TASK ITEM: From the entries below, gather each line containing the word "nearest".
═══ INFORMATION SHOWN ═══
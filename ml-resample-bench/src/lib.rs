//! Benchmarks for resampling, benchmarking and tuning runs

use std::sync::Arc;
use std::time::{Duration, Instant};

use anyhow::{ensure, Context, Result};
use ml_resample_core::{
    registry, DatasetBuilder, ExecutionConfig, Learner, Measure, PartitionSpec, Task,
};
use ml_resample_engine::{benchmark, expand_grid, resample, AggregateTable, ResamplingOptions};
use ml_resample_tuning::{AutoTuner, GridSearch, SearchSpace, Terminator, Tuner};
use rand::{Rng, SeedableRng};
use rand_chacha::ChaCha8Rng;
use tracing::info;

/// Benchmark configuration
#[derive(Debug, Clone)]
pub struct BenchConfig {
    /// Timed iterations
    pub iterations: usize,

    /// Untimed warmup iterations
    pub warmup_iterations: usize,

    /// Rows in the synthetic task
    pub rows: usize,

    /// Numeric feature columns
    pub features: usize,

    /// Folds of the cross-validation used by the runs
    pub folds: usize,

    /// Seed for data generation and partitioning
    pub seed: u64,

    /// Worker threads; 1 runs sequentially
    pub num_threads: usize,
}

impl Default for BenchConfig {
    fn default() -> Self {
        Self {
            iterations: 10,
            warmup_iterations: 3,
            rows: 1000,
            features: 4,
            folds: 5,
            seed: 42,
            num_threads: 4,
        }
    }
}

impl BenchConfig {
    fn options(&self) -> ResamplingOptions {
        let config = if self.num_threads > 1 {
            ExecutionConfig::parallel(self.num_threads)
        } else {
            ExecutionConfig::sequential()
        };
        ResamplingOptions::new().with_config(config)
    }
}

/// Benchmark result
#[derive(Debug, Clone)]
pub struct BenchResult {
    /// Name of the benchmark
    pub name: String,

    /// Total time taken
    pub total_time: Duration,

    /// Average time per iteration
    pub avg_time: Duration,

    /// Min time per iteration
    pub min_time: Duration,

    /// Max time per iteration
    pub max_time: Duration,

    /// Resampling iterations (fits) per second
    pub throughput: f64,
}

/// Time `func` over the configured iterations
///
/// `func` returns the number of resampling iterations it ran, which feeds
/// the throughput figure.
#[allow(clippy::cast_precision_loss, clippy::cast_possible_truncation)]
pub fn run_benchmark<F>(name: &str, config: &BenchConfig, func: F) -> Result<BenchResult>
where
    F: Fn() -> Result<usize>,
{
    ensure!(config.iterations > 0, "benchmark '{}' needs at least one iteration", name);

    for _ in 0..config.warmup_iterations {
        func().with_context(|| format!("warmup of '{}' failed", name))?;
    }

    let mut times = Vec::with_capacity(config.iterations);
    let mut fits = 0;
    let start_total = Instant::now();

    for _ in 0..config.iterations {
        let start = Instant::now();
        fits += func().with_context(|| format!("benchmark '{}' failed", name))?;
        times.push(start.elapsed());
    }

    let total_time = start_total.elapsed();
    let avg_time = times.iter().sum::<Duration>() / times.len() as u32;
    let min_time = times.iter().min().copied().unwrap_or_default();
    let max_time = times.iter().max().copied().unwrap_or_default();
    let throughput = fits as f64 / total_time.as_secs_f64().max(f64::EPSILON);

    info!(name, ?avg_time, throughput, "benchmark finished");
    Ok(BenchResult {
        name: name.to_string(),
        total_time,
        avg_time,
        min_time,
        max_time,
        throughput,
    })
}

/// Two-class task with Gaussian blobs shifted apart on every feature
#[allow(clippy::cast_precision_loss)]
pub fn synthetic_task(id: &str, rows: usize, features: usize, seed: u64) -> Result<Task> {
    ensure!(rows >= 2, "synthetic task needs at least two rows");
    let mut rng = ChaCha8Rng::seed_from_u64(seed);
    let labels: Vec<&str> = (0..rows).map(|i| if i % 2 == 0 { "a" } else { "b" }).collect();

    let mut builder = DatasetBuilder::new();
    for f in 0..features.max(1) {
        let column: Vec<f64> = labels
            .iter()
            .map(|label| {
                let center = if *label == "a" { 0.0 } else { 1.5 };
                // sum of uniforms is close enough to normal here
                let noise: f64 = (0..4).map(|_| rng.gen_range(-0.5..0.5)).sum();
                center + noise + f as f64 * 0.1
            })
            .collect();
        builder = builder.f64_column(&format!("x{}", f), &column);
    }
    let backend = builder.label_column("y", &labels).build()?;
    Ok(Task::classification(id, backend, "y")?)
}

fn lookup_learners(keys: &[&str]) -> Result<Vec<Arc<dyn Learner>>> {
    Ok(registry::learners().get_many(keys)?)
}

fn lookup_measures(keys: &[&str]) -> Result<Vec<Arc<dyn Measure>>> {
    Ok(registry::measures().get_many(keys)?)
}

/// Instantiate cross-validation splits on the synthetic task
pub fn bench_partitioning(config: &BenchConfig) -> Result<BenchResult> {
    let task = synthetic_task("blobs", config.rows, config.features, config.seed)?;
    let spec = PartitionSpec::cv(config.folds).with_seed(config.seed);
    run_benchmark("Partition Instantiation", config, || {
        Ok(spec.instantiate(&task)?.iters())
    })
}

/// Cross-validate a k-nearest-neighbour learner
pub fn bench_resampling(config: &BenchConfig) -> Result<BenchResult> {
    let task = synthetic_task("blobs", config.rows, config.features, config.seed)?;
    let learner = registry::learners().get("classif.kknn")?;
    let spec = PartitionSpec::cv(config.folds).with_seed(config.seed);
    let options = config.options().with_measures(lookup_measures(&["classif.ce"])?);
    run_benchmark("Resampling", config, || {
        let result = resample(&task, &learner, spec.clone(), options.clone())?;
        Ok(result.iters())
    })
}

/// Run a learner-by-task grid and return its aggregate table
pub fn run_benchmark_grid(config: &BenchConfig) -> Result<AggregateTable> {
    let tasks = vec![
        synthetic_task("blobs_small", config.rows / 4, config.features, config.seed)?,
        synthetic_task("blobs", config.rows, config.features, config.seed)?,
    ];
    let learners = lookup_learners(&["classif.featureless", "classif.kknn"])?;
    let specs = vec![PartitionSpec::cv(config.folds).with_seed(config.seed)];
    let design = expand_grid(&tasks, &learners, &specs)?;
    let result = benchmark(&design, config.options())?;
    Ok(result.aggregate(&lookup_measures(&["classif.ce", "classif.acc"])?)?)
}

/// Time the learner-by-task grid
pub fn bench_benchmark_grid(config: &BenchConfig) -> Result<BenchResult> {
    run_benchmark("Benchmark Grid", config, || {
        let table = run_benchmark_grid(config)?;
        Ok(table.rows().iter().map(|r| r.iters).sum())
    })
}

/// Nested resampling: a grid-tuned k-nearest-neighbour learner inside an
/// outer cross-validation
pub fn bench_nested_tuning(config: &BenchConfig) -> Result<BenchResult> {
    let task = synthetic_task("blobs", config.rows, config.features, config.seed)?;
    let measure = registry::measures().get("classif.ce")?;
    let tuner = Tuner::new(
        registry::learners().get("classif.kknn")?,
        SearchSpace::new().int("k", 1, 15),
        PartitionSpec::cv(3).with_seed(config.seed),
        Arc::clone(&measure),
        Arc::new(GridSearch::new(4)),
        Terminator::None,
    )?;
    let auto: Arc<dyn Learner> = Arc::new(AutoTuner::new(tuner));
    let outer = PartitionSpec::cv(config.folds).with_seed(config.seed);
    let options = config.options().with_measures(vec![measure]);
    run_benchmark("Nested Tuning", config, || {
        Ok(resample(&task, &auto, outer.clone(), options.clone())?.iters())
    })
}

/// Compare sequential and parallel resampling on the same workload
pub fn compare_parallel(config: &BenchConfig) -> Result<Vec<BenchResult>> {
    let sequential = BenchConfig {
        num_threads: 1,
        ..config.clone()
    };
    let mut results = Vec::new();
    for (label, cfg) in [("sequential", &sequential), ("parallel", config)] {
        let mut result = bench_resampling(cfg)?;
        result.name = format!("{} ({})", result.name, label);
        results.push(result);
    }
    Ok(results)
}

#[cfg(test)]
mod tests {
    use super::*;

    fn tiny() -> BenchConfig {
        BenchConfig {
            iterations: 2,
            warmup_iterations: 0,
            rows: 40,
            features: 2,
            folds: 3,
            seed: 7,
            num_threads: 1,
        }
    }

    #[test]
    fn test_synthetic_task_is_reproducible() {
        let a = synthetic_task("t", 20, 3, 1).unwrap();
        let b = synthetic_task("t", 20, 3, 1).unwrap();
        assert_eq!(a.nrow(), 20);
        assert_eq!(a.feature_names().len(), 3);
        assert_eq!(
            a.features(a.row_ids()).unwrap().to_f64_rows().unwrap(),
            b.features(b.row_ids()).unwrap().to_f64_rows().unwrap()
        );
    }

    #[test]
    fn test_run_benchmark_counts_fits() {
        let result = bench_partitioning(&tiny()).unwrap();
        assert!(result.min_time <= result.max_time);
        assert!(result.throughput > 0.0);
    }

    #[test]
    fn test_failing_workload_is_reported() {
        let err = run_benchmark("broken", &tiny(), || anyhow::bail!("boom")).unwrap_err();
        assert!(err.to_string().contains("broken"));
    }

    #[test]
    fn test_grid_separates_learners() {
        let table = run_benchmark_grid(&BenchConfig { rows: 80, ..tiny() }).unwrap();
        assert_eq!(table.rows().len(), 4);
        let knn = table.get("blobs", "classif.kknn", "classif.ce").unwrap();
        let baseline = table.get("blobs", "classif.featureless", "classif.ce").unwrap();
        assert!(knn < baseline);
    }
}
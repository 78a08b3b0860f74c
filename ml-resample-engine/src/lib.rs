//! Execution engines for resampling experiments
//!
//! [`ResamplingEngine`] runs every split of a partitioning through the
//! [`IterationExecutor`]; [`BenchmarkEngine`] runs a design of
//! task × learner × resampling rows. Learner failures inside a unit are
//! recorded as data and never abort sibling units.

#![warn(missing_docs)]

pub mod benchmark;
pub mod cancel;
pub mod error;
pub mod iteration;
pub mod pool;
pub mod resampling;

#[cfg(test)]
pub(crate) mod testing;

// Re-export key types for convenience
pub use benchmark::{
    benchmark, expand_grid, AggregateRow, AggregateTable, BenchmarkEngine, BenchmarkResult,
    DesignRow,
};
pub use cancel::CancellationToken;
pub use error::{Error, Result};
pub use iteration::{IterationError, IterationExecutor, IterationResult, Stage};
pub use pool::WorkerPool;
pub use resampling::{
    check_measures, resample, ResampleResult, ResamplingEngine, ResamplingOptions, ScoreRow,
};
//! Schema definition for tabular task data

use std::collections::HashMap;
use std::fmt;

use serde::{Deserialize, Serialize};

use crate::error::{Error, Result};

/// Data type for column values
#[derive(Debug, Clone, PartialEq, Eq, Hash, Serialize, Deserialize)]
pub enum DataType {
    /// Boolean flag
    Boolean,

    /// 64-bit signed integer
    Int64,

    /// 64-bit floating point
    Float64,

    /// UTF-8 encoded string
    String,

    /// Categorical with a fixed set of levels
    Categorical(Vec<String>),
}

impl DataType {
    /// Check if this type is a numeric type
    pub fn is_numeric(&self) -> bool {
        matches!(self, DataType::Int64 | DataType::Float64)
    }

    /// Check if values of this type can serve as class labels
    pub fn is_discrete(&self) -> bool {
        matches!(
            self,
            DataType::Boolean | DataType::String | DataType::Categorical(_)
        )
    }

    /// Short name used when comparing learner capabilities
    pub fn kind(&self) -> &'static str {
        match self {
            DataType::Boolean => "logical",
            DataType::Int64 => "integer",
            DataType::Float64 => "numeric",
            DataType::String => "character",
            DataType::Categorical(_) => "factor",
        }
    }
}

impl fmt::Display for DataType {
    fn fmt(&self, f: &mut fmt::Formatter<'_>) -> fmt::Result {
        match self {
            DataType::Boolean => write!(f, "Boolean"),
            DataType::Int64 => write!(f, "Int64"),
            DataType::Float64 => write!(f, "Float64"),
            DataType::String => write!(f, "String"),
            DataType::Categorical(levels) => write!(f, "Categorical({})", levels.join(", ")),
        }
    }
}

/// A field in a schema
#[derive(Debug, Clone, PartialEq, Eq, Hash, Serialize, Deserialize)]
pub struct Field {
    /// Name of the field
    pub name: String,

    /// Data type of the field
    pub data_type: DataType,

    /// Whether this field can contain missing values
    pub nullable: bool,
}

impl Field {
    /// Create a new field
    pub fn new(name: &str, data_type: DataType, nullable: bool) -> Self {
        Self {
            name: name.to_string(),
            data_type,
            nullable,
        }
    }

    /// Get the name of this field
    pub fn name(&self) -> &str {
        &self.name
    }

    /// Get the data type of this field
    pub fn data_type(&self) -> &DataType {
        &self.data_type
    }
}

impl fmt::Display for Field {
    fn fmt(&self, f: &mut fmt::Formatter<'_>) -> fmt::Result {
        if self.nullable {
            write!(f, "{}: {} (nullable)", self.name, self.data_type)
        } else {
            write!(f, "{}: {} (non-nullable)", self.name, self.data_type)
        }
    }
}

/// A schema describing a dataset's columns
#[derive(Debug, Clone, PartialEq, Eq)]
pub struct Schema {
    /// Fields in this schema
    fields: Vec<Field>,

    /// Field indices by name for faster lookup
    field_indices: HashMap<String, usize>,
}

impl Schema {
    /// Create a new schema with the given fields
    pub fn new(fields: Vec<Field>) -> Self {
        let mut field_indices = HashMap::with_capacity(fields.len());
        for (i, field) in fields.iter().enumerate() {
            field_indices.insert(field.name.clone(), i);
        }

        Self {
            fields,
            field_indices,
        }
    }

    /// Get all fields in this schema
    pub fn fields(&self) -> &[Field] {
        &self.fields
    }

    /// Get a field by index
    pub fn field(&self, index: usize) -> &Field {
        &self.fields[index]
    }

    /// Get a field by name
    pub fn field_by_name(&self, name: &str) -> Result<&Field> {
        let index = self.index_of(name)?;
        Ok(&self.fields[index])
    }

    /// Get the index of a field by name
    pub fn index_of(&self, name: &str) -> Result<usize> {
        self.field_indices
            .get(name)
            .copied()
            .ok_or_else(|| Error::InvalidArgument(format!("Field not found: {}", name)))
    }

    /// Whether a field with this name exists
    pub fn contains(&self, name: &str) -> bool {
        self.field_indices.contains_key(name)
    }

    /// Get the number of fields in this schema
    pub fn len(&self) -> usize {
        self.fields.len()
    }

    /// Check if this schema is empty
    pub fn is_empty(&self) -> bool {
        self.fields.is_empty()
    }

    /// Create a projection of this schema with only the specified field names
    pub fn project_by_names(&self, names: &[&str]) -> Result<Self> {
        let fields = names
            .iter()
            .map(|&name| self.field_by_name(name).cloned())
            .collect::<Result<Vec<_>>>()?;
        Ok(Self::new(fields))
    }
}

impl fmt::Display for Schema {
    fn fmt(&self, f: &mut fmt::Formatter<'_>) -> fmt::Result {
        writeln!(f, "Schema: {} fields", self.fields.len())?;
        for field in &self.fields {
            writeln!(f, "  {}", field)?;
        }
        Ok(())
    }
}
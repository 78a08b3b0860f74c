use std::sync::Arc;

use criterion::{criterion_group, criterion_main, BenchmarkId, Criterion};
use ml_resample_bench::synthetic_task;
use ml_resample_core::{registry, ExecutionConfig, PartitionSpec};
use ml_resample_engine::{resample, ResamplingOptions};

fn bench_resample(c: &mut Criterion) {
    let task = synthetic_task("blobs", 2_000, 4, 42).expect("synthetic task");
    let learner = registry::learners().get("classif.kknn").expect("learner");
    let measure = registry::measures().get("classif.ce").expect("measure");
    let spec = PartitionSpec::cv(5).with_seed(42);

    let mut group = c.benchmark_group("resample_knn_cv5");
    group.sample_size(10);
    for workers in [1usize, 2, 4] {
        let config = if workers == 1 {
            ExecutionConfig::sequential()
        } else {
            ExecutionConfig::parallel(workers)
        };
        let options = ResamplingOptions::new()
            .with_config(config)
            .with_measures(vec![Arc::clone(&measure)]);
        group.bench_with_input(BenchmarkId::from_parameter(workers), &options, |b, options| {
            b.iter(|| resample(&task, &learner, spec.clone(), options.clone()).expect("resample"));
        });
    }
    group.finish();
}

criterion_group!(benches, bench_resample);
criterion_main!(benches);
═══
RESULT OF THIS EXERCISE:
/// Cross-validate a k-nearest-neighbour learner
/// Nested resampling: a grid-tuned k-nearest-neighbour learner inside an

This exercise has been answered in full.